Dialogo e comunicazione
Il dialogo può assumere molte forme. La prima, e la più semplice, è quella tra persone presenti l’una all’altra, che possono guardarsi negli occhi e ascoltarsi fisicamente: in famiglia, tra amici, in piccoli gruppi, o in altre circostanze particolari. In questo caso, il rispetto reciproco e la volontà di comprendersi sono fondamentali. Poi c’è il dialogo che può stabilirsi tra un individuo e l’opinione pubblica o l’informazione sempre più massiva. In questo caso, il dialogo si svolge nell’animo della persona. E qui il rischio è quello di limitarsi a un ascolto passivo, mentre sarebbe indispensabile un atteggiamento critico che porta a discutere il valore e la verità di quello che si ascolta.
Nel tempo sono sorte altre forme di comunicazione e di dialogo. La scrittura, prima, e poi i tanti mezzi di comunicazione inventati dall’uomo, hanno permesso di registrare il pensiero e con questo hanno reso possibile una forma di dialogo che supera il tempo e lo spazio. In questo senso, san Tommaso è stato un modello di dialogo perché ha saputo dialogare con tutti i grandi pensatori che lo hanno preceduto. Papa Francesco, nel suo messaggio per la giornata mondiale delle comunicazioni sociali 2022, parla del dialogo necessario anche a questo livello, insistendo soprattutto sulla necessità dell’ascolto da parte dei comunicatori. Le parole del Papa sono chiarissime. Hanno solo bisogno di essere accolte e meditate. Trascrivo alcuni paragrafi centrali.
“Per offrire un’informazione solida, equilibrata e completa è necessario aver ascoltato a lungo. Per raccontare un evento o descrivere una realtà in un reportage è essenziale aver saputo ascoltare, disposti anche a cambiare idea, a modificare le proprie ipotesi di partenza. Solo se si esce dal monologo, infatti, si può giungere a quella concordanza di voci che è garanzia di una vera comunicazione. Ascoltare più fonti, “non fermarsi alla prima osteria” – come insegnano gli esperti del mestiere – assicura affidabilità e serietà alle informazioni che trasmettiamo. Ascoltare più voci, ascoltarsi, anche nella Chiesa, tra fratelli e sorelle, ci permette di esercitare l’arte del discernimento, che appare sempre come la capacità di orientarsi in una sinfonia di voci”.

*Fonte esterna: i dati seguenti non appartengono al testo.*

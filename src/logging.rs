//! Structured logging with timestamps, source locations, and ANSI colour support.
//!
//! Provides the [`olog!`] macro for consistent log output in the format:
//!
//! ```text
//! 20260821T09:14:02.000 - src/server/handlers/tasks.rs:88 - complete: task 3 awarded 20 points
//! ```
//!
//! When writing to a terminal, output is colour-coded:
//! - Timestamps and source locations are dimmed
//! - User tags and push-token tags get consistent colours based on content
//!
//! By default log lines go to stderr.  Call [`set_writer`] to redirect output
//! to any [`std::io::Write`] implementor (file, in-memory buffer, test
//! collector, etc.).  Installing a custom writer also disables ANSI colour
//! codes.

use std::io::{self, IsTerminal, Write};
use std::sync::atomic::{AtomicBool, Ordering};
use std::sync::{LazyLock, Mutex};
use std::time::SystemTime;

static COLOUR_ENABLED: AtomicBool = AtomicBool::new(false);

static LOG_WRITER: LazyLock<Mutex<Box<dyn Write + Send>>> =
    LazyLock::new(|| Mutex::new(Box::new(io::stderr())));

/// Initialize the logging system. Call once at startup before any logging.
/// Detects whether stderr supports ANSI colours.
pub fn init() {
    let is_terminal = std::io::stderr().is_terminal();
    COLOUR_ENABLED.store(is_terminal, Ordering::Relaxed);
}

/// Replace the log writer.  All subsequent [`olog!`] output goes to `w`.
/// Also disables ANSI colour codes, since the new writer is unlikely to be
/// a colour terminal.
pub fn set_writer(w: Box<dyn Write + Send>) {
    COLOUR_ENABLED.store(false, Ordering::Relaxed);
    *LOG_WRITER.lock().unwrap() = w;
}

/// Returns whether ANSI colour output is enabled.
pub fn colour_enabled() -> bool {
    COLOUR_ENABLED.load(Ordering::Relaxed)
}

// ANSI escape codes
const RESET: &str = "\x1b[0m";
const DIM: &str = "\x1b[2m";

/// Colour palette for tag hashing — bright, visually distinct colours.
const TAG_COLOURS: &[&str] = &[
    "\x1b[91m", // bright red
    "\x1b[92m", // bright green
    "\x1b[93m", // bright yellow
    "\x1b[94m", // bright blue
    "\x1b[95m", // bright magenta
    "\x1b[96m", // bright cyan
    "\x1b[31m", // red
    "\x1b[32m", // green
    "\x1b[33m", // yellow
    "\x1b[34m", // blue
    "\x1b[35m", // magenta
    "\x1b[36m", // cyan
];

/// Pick a deterministic colour for the given string.
fn hash_colour(tag: &str) -> &'static str {
    let hash: u32 = tag
        .bytes()
        .fold(0u32, |acc, b| acc.wrapping_mul(31).wrapping_add(b as u32));
    TAG_COLOURS[(hash as usize) % TAG_COLOURS.len()]
}

/// Format a user id with a consistent colour.
///
/// Returns e.g. `u-42` (plain) or `\x1b[92mu-42\x1b[0m` (colour).
pub fn user_tag(user_id: i64) -> String {
    let tag = user_id.to_string();
    if colour_enabled() {
        let colour = hash_colour(&tag);
        format!("{colour}u-{tag}{RESET}")
    } else {
        format!("u-{tag}")
    }
}

const TOKEN_TRUNCATE_LEN: usize = 12;

/// Format a push token with consistent colour and truncation.
///
/// Device tokens are long and opaque; only a short prefix is useful in logs.
pub fn token_tag(token: &str) -> String {
    let end = token
        .char_indices()
        .nth(TOKEN_TRUNCATE_LEN)
        .map(|(i, _)| i)
        .unwrap_or(token.len());
    let short = &token[..end];
    if colour_enabled() {
        let colour = hash_colour(token);
        format!("{colour}t-{short}{RESET}")
    } else {
        format!("t-{short}")
    }
}

/// Format the current wall-clock time as `YYYYMMDDTHH:MM:SS.mmm`.
pub fn format_timestamp() -> String {
    let now = SystemTime::now();
    let duration = now
        .duration_since(std::time::UNIX_EPOCH)
        .unwrap_or_default();
    let secs = duration.as_secs();
    let millis = duration.subsec_millis();

    let time_secs = secs % 86400;
    let hours = time_secs / 3600;
    let minutes = (time_secs % 3600) / 60;
    let seconds = time_secs % 60;

    // Civil date from days since epoch (Howard Hinnant's algorithm).
    let days = (secs / 86400) as i64;
    let z = days + 719_468;
    let era = if z >= 0 { z } else { z - 146_096 } / 146_097;
    let doe = (z - era * 146_097) as u64;
    let yoe = (doe - doe / 1460 + doe / 36524 - doe / 146_096) / 365;
    let y = yoe as i64 + era * 400;
    let doy = doe - (365 * yoe + yoe / 4 - yoe / 100);
    let mp = (5 * doy + 2) / 153;
    let d = doy - (153 * mp + 2) / 5 + 1;
    let m = if mp < 10 { mp + 3 } else { mp - 9 };
    let y = if m <= 2 { y + 1 } else { y };

    format!(
        "{:04}{:02}{:02}T{:02}:{:02}:{:02}.{:03}",
        y, m, d, hours, minutes, seconds, millis
    )
}

/// Write a single log line to the current writer.
///
/// Called by the [`olog!`] macro; not intended for direct use.
pub fn emit(file: &str, line: u32, msg: &str) {
    let ts = format_timestamp();
    let formatted = if colour_enabled() {
        format!("{DIM}{ts}{RESET} {DIM}{file}:{line}{RESET} {msg}")
    } else {
        format!("{ts} - {file}:{line} - {msg}")
    };
    let mut writer = LOG_WRITER.lock().unwrap();
    let _ = writeln!(*writer, "{formatted}");
}

/// Emit a log line to the current writer with timestamp and source location.
///
/// By default writes to stderr.  Install a different destination with
/// [`set_writer`].
///
/// # Usage
///
/// ```ignore
/// olog!("dispatch: {} sent, {} failed", outcome.sent.len(), outcome.failed.len());
/// olog!("auth: login for {}", logging::user_tag(user.id));
/// ```
#[macro_export]
macro_rules! olog {
    ($($arg:tt)*) => {{
        $crate::logging::emit(file!(), line!(), &format!($($arg)*));
    }};
}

“La mancanza di ascolto, che sperimentiamo tante volte nella vita quotidiana, appare purtroppo evidente anche nella vita pubblica, dove, invece di ascoltarsi, spesso “ci si parla addosso”. Questo è sintomo del fatto che, più che la verità e il bene, si cerca il consenso; più che all’ascolto, si è attenti all’audience. La buona comunicazione, invece, non cerca di fare colpo sul pubblico con la battuta ad effetto, con lo scopo di ridicolizzare l’interlocutore, ma presta attenzione alle ragioni dell’altro e cerca di far cogliere la complessità della realtà.
È triste quando, anche nella Chiesa, si formano schieramenti ideologici; l’ascolto scompare e lascia il posto a sterili contrapposizioni. In realtà, in molti dialoghi noi non comunichiamo affatto. Stiamo semplicemente aspettando che l’altro finisca di parlare per imporre il nostro punto di vista”.
“Gesù chiama i suoi discepoli a verificare la qualità del loro ascolto. «Fate attenzione dunque a come ascoltate » (Lc 8,18): così li esorta dopo aver raccontato la parabola del seminatore, lasciando intendere che non basta ascoltare, bisogna farlo bene. Solo chi accoglie la Parola con il cuore “bello e buono” e la custodisce fedelmente porta frutti di vita e di salvezza (cfr Lc 8,15). Solo facendo attenzione a chi ascoltiamo, a cosa ascoltiamo, a come ascoltiamo, possiamo crescere nell’arte di comunicare, il cui centro non è una teoria o una tecnica, ma la capacità del cuore che rende possibile la prossimità.”
Mi limito a sottolineare che il dialogo attraverso i mezzi di comunicazione esige alcune condizioni fondamentali: il riferimento costante alla realtà di cui si parla e la necessità di svincolare quello che si dice da qualsiasi altro interesse che non sia la verità delle cose.